Best Practices Reviewing Requirements for Testability

In classical (waterfall) project management approaches, the requirements review is an essential gate before starting the actual software development phase. If you participate to these meetings as a software tester, your role is to make sure that the software requirements are testable during the acceptance testing process. In this article, Richard Ellison provides advice on how to handle the requirements validation process from a software testing perspective.

Author: Richard Ellison, The QA People, http://theqapeople.com/

“If builders built buildings the way programmers wrote programs, then the first woodpecker that came along wound destroy civilization.”
– Gerald Weinberg (American computer scientist)

Requirements reviews for complex waterfall projects will probably be the most painfully boring thing you will do in your life. For one week you will sit in a room and listen to people going through misunderstandings that will crop up again and again. The easiest thing will be to tone out and not listen and review the requirements after the fact. Every time I review after the fact, I missed something, an odd expectation was put on the testing team or a non-testable requirement was created with the assumption that it would be tested. The worst scenarios I have run across is questioning the requirements after initial review only to identify that business analyst (BA) does not know what the requirement means and has to go back to the client to identify why we needed this in the list of requirements.

Software Testing Group

A few key points about the requirements review. Your role is to question and annoy the group as they go line by line through hundreds or thousands of requirements. People will roll their eyes and wonder why you are asking questions so your best bet is to review them before formal reviews and send questions to the BA in advance. The questions that she cannot answer, you write down to have a reference point to get clarification with the larger team. It is also fine to say I am not sure how a component would be testable and request to mark on the requirements document that you have an open question about mapping this requirement.

The best approach to these meetings is to document everything. I like to grab an spreadsheet and list the requirement number and the comments. If a new requirement will be added add, an additional row in the spreadsheet is added with the comments about the new requirement. Add a second column to identify as testable or not in a sortable format so you can easily reference it. List why it is not testable in a sortable format as well. This is something you will have to reference a few times.

The second thing is that if you do not understand an assumption or a requirement, you should keep asking until you do. Try to perform this prior to final review but you need to understand the requirements if you are to test them. Also in most instances, you or someone else will have to sign off that the requirements are testable.

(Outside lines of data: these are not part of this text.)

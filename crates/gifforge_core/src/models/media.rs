//! Media-related data structures (probed file info, segments).

use std::path::PathBuf;

use serde::{Deserialize, Serialize};

/// Properties of a source file's first video stream, as probed.
///
/// Immutable once probed; the pipeline only ever reads it.
#[derive(Debug, Clone, PartialEq, Serialize, Deserialize)]
pub struct MediaInfo {
    /// Frame width in pixels.
    pub width: u32,
    /// Frame height in pixels.
    pub height: u32,
    /// Frame rate numerator.
    pub fps_num: u32,
    /// Frame rate denominator.
    pub fps_den: u32,
    /// Duration in seconds.
    pub duration: f64,
    /// Codec name (e.g., "h264").
    pub codec: String,
    /// Pixel format (e.g., "yuv420p").
    pub pix_fmt: String,
    /// Bit rate in bits/second, when reported.
    #[serde(skip_serializing_if = "Option::is_none")]
    pub bitrate: Option<u64>,
}

impl MediaInfo {
    /// Frame rate as a float; 0.0 when the denominator is 0.
    pub fn fps(&self) -> f64 {
        if self.fps_den == 0 {
            return 0.0;
        }
        f64::from(self.fps_num) / f64::from(self.fps_den)
    }

    /// Width over height; 0.0 when the height is 0.
    pub fn aspect_ratio(&self) -> f64 {
        if self.height == 0 {
            return 0.0;
        }
        f64::from(self.width) / f64::from(self.height)
    }

    /// One-line summary for display, e.g.
    /// `1280×720 • 29.97 fps • h264 • 1m05s • 3500 kbps`.
    pub fn badge_text(&self) -> String {
        let fps = self.fps();
        let fps_text = if fps > 0.0 {
            format!("{:.2}", fps)
        } else {
            "?".to_string()
        };
        let minutes = (self.duration / 60.0) as u64;
        let seconds = (self.duration % 60.0).round() as u64;
        let bitrate_text = match self.bitrate {
            Some(br) => format!(" • {} kbps", br / 1000),
            None => String::new(),
        };
        format!(
            "{}×{} • {} fps • {} • {}m{:02}s{}",
            self.width, self.height, fps_text, self.codec, minutes, seconds, bitrate_text
        )
    }
}

/// A source file tracked by the application.
#[derive(Debug, Clone, PartialEq, Serialize, Deserialize)]
pub struct MediaFile {
    /// Stable identifier used by segments to refer to this file.
    pub id: String,
    /// Filesystem path.
    pub path: PathBuf,
    /// Probe result, when available.
    #[serde(skip_serializing_if = "Option::is_none")]
    pub info: Option<MediaInfo>,
}

impl MediaFile {
    /// Create a file entry with a generated id and no probe info.
    pub fn new(path: impl Into<PathBuf>) -> Self {
        Self {
            id: uuid::Uuid::new_v4().to_string(),
            path: path.into(),
            info: None,
        }
    }
}

/// A bounded time interval of one source, selected for the output.
///
/// Created by the caller before a task is built; never mutated by the
/// engine.
#[derive(Debug, Clone, PartialEq, Serialize, Deserialize)]
pub struct Segment {
    /// Unique segment id.
    pub id: String,
    /// Id of the source file this segment cuts from.
    pub file_id: String,
    /// Start time in seconds.
    pub start: f64,
    /// End time in seconds.
    pub end: f64,
    /// Global ordering key for merged exports across sources.
    pub order: u32,
}

impl Segment {
    /// Create a new segment with a generated uuid.
    pub fn new(file_id: impl Into<String>, start: f64, end: f64, order: u32) -> Self {
        Self {
            id: uuid::Uuid::new_v4().to_string(),
            file_id: file_id.into(),
            start,
            end,
            order,
        }
    }

    /// Segment duration in seconds, clamped at zero for inverted bounds.
    pub fn duration(&self) -> f64 {
        (self.end - self.start).max(0.0)
    }
}

#[cfg(test)]
mod tests {
    use super::*;

    fn sample_info() -> MediaInfo {
        MediaInfo {
            width: 1280,
            height: 720,
            fps_num: 30000,
            fps_den: 1001,
            duration: 65.2,
            codec: "h264".to_string(),
            pix_fmt: "yuv420p".to_string(),
            bitrate: Some(3_500_000),
        }
    }

    #[test]
    fn fps_handles_zero_denominator() {
        let mut info = sample_info();
        assert!((info.fps() - 29.97).abs() < 0.01);
        info.fps_den = 0;
        assert_eq!(info.fps(), 0.0);
    }

    #[test]
    fn aspect_ratio_handles_zero_height() {
        let mut info = sample_info();
        assert!((info.aspect_ratio() - 16.0 / 9.0).abs() < 1e-9);
        info.height = 0;
        assert_eq!(info.aspect_ratio(), 0.0);
    }

    #[test]
    fn badge_text_formats_summary() {
        let text = sample_info().badge_text();
        assert_eq!(text, "1280×720 • 29.97 fps • h264 • 1m05s • 3500 kbps");
    }

    #[test]
    fn badge_text_without_bitrate() {
        let mut info = sample_info();
        info.bitrate = None;
        assert!(!info.badge_text().contains("kbps"));
    }

    #[test]
    fn segment_duration_never_negative() {
        let seg = Segment::new("file-1", 10.0, 4.0, 0);
        assert_eq!(seg.duration(), 0.0);
        let seg = Segment::new("file-1", 4.0, 10.0, 0);
        assert_eq!(seg.duration(), 6.0);
        let seg = Segment::new("file-1", 4.0, 4.0, 0);
        assert_eq!(seg.duration(), 0.0);
    }

    #[test]
    fn segments_get_unique_ids() {
        let a = Segment::new("file-1", 0.0, 1.0, 0);
        let b = Segment::new("file-1", 0.0, 1.0, 1);
        assert_ne!(a.id, b.id);
    }
}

I have run into issues where the BA is meeting with the stakeholder and does not understand what they have written. When your BA does not understand his/her requirements, it is time to make a respectable amount of noise within your department. Start with the next level up. Test manager, project manager, Director or head of software development and give them a heads up that you have a resource that does not understand the requirements they are writing. I would also follow up with the project manager to make sure you are seeing the same thing they are. Your real goal is to make sure you understand the testable requirements. Part of this is also talking to engineers and looking at the architectural set up to make sure you understand the changes.
Some requirements will be for server engineers or admins for the set up and request of machines. Confirm with your management if your software testing team has any role in confirming these steps are complete. For example, if you are performing testing for an application that will be on a new cloud platform. Your role may be the validation of the application while another group could be performing the validation of the hardware set up and software set up. All of these things should be clear before the final requirement review. If these questions remain open go to the project manager and let him know that the scope for testing is not clear and that the project will go to red. Once in red, the team should be meeting often to work out the open questions with a drastic sense of urgency.

The main thing to remember is this is written for you (among others) and is your tool, so making sure things are correctly identified is necessary to make testing a success.

About the author

Richard Ellison is the Director of The QA People. The QA People is a company focused on creating social mobility through software development with a focus on offering opportunities for people from various backgrounds to enter into software testing positions through workshops and online classes and certifications. Rich has worked as a QA and Project Manager Consultant in various industries such as health care, insurance, automotive and financial. His current book “How To Be A Tester” is available on LeanPub at https://leanpub.com/howtobeatester.

2 Comments on Best Practices Reviewing Requirements for Testability

  1. As you point out it is very important to verify if the requirenments are testable.
    From my point of view there are three important issues mising in your review:
    1. Verification if the requirements are feasible for example if you want to acheive certain precision – but the low of Fysics do not give/allow that kind of precicion. If you have multitasking requirement, task can’t be performed in the required time. Those requirements are testable but they ere not feasible, so the System can’t perform this kind of functionality.
    2. Verification if there are contradictory in requirements, the requirements are testable but the System will not work as required (maybe it will even crash)with requirements that are contradictable.
    3. Verification if the requirements are complete.

  2. Hello Richard, I completely agree with your observations and will use your recommendations in my future test cases. Here, I would like to add another point which is equally important in complete software development cycle and that is “Requirement celerity”. For fast and better result it is better identify the requirement ambiguities and fix them in early stage of development cycle. This is because after completion of development, requirement changes are really painful. So, it becomes very crucial to have requirement analysis before design specifications.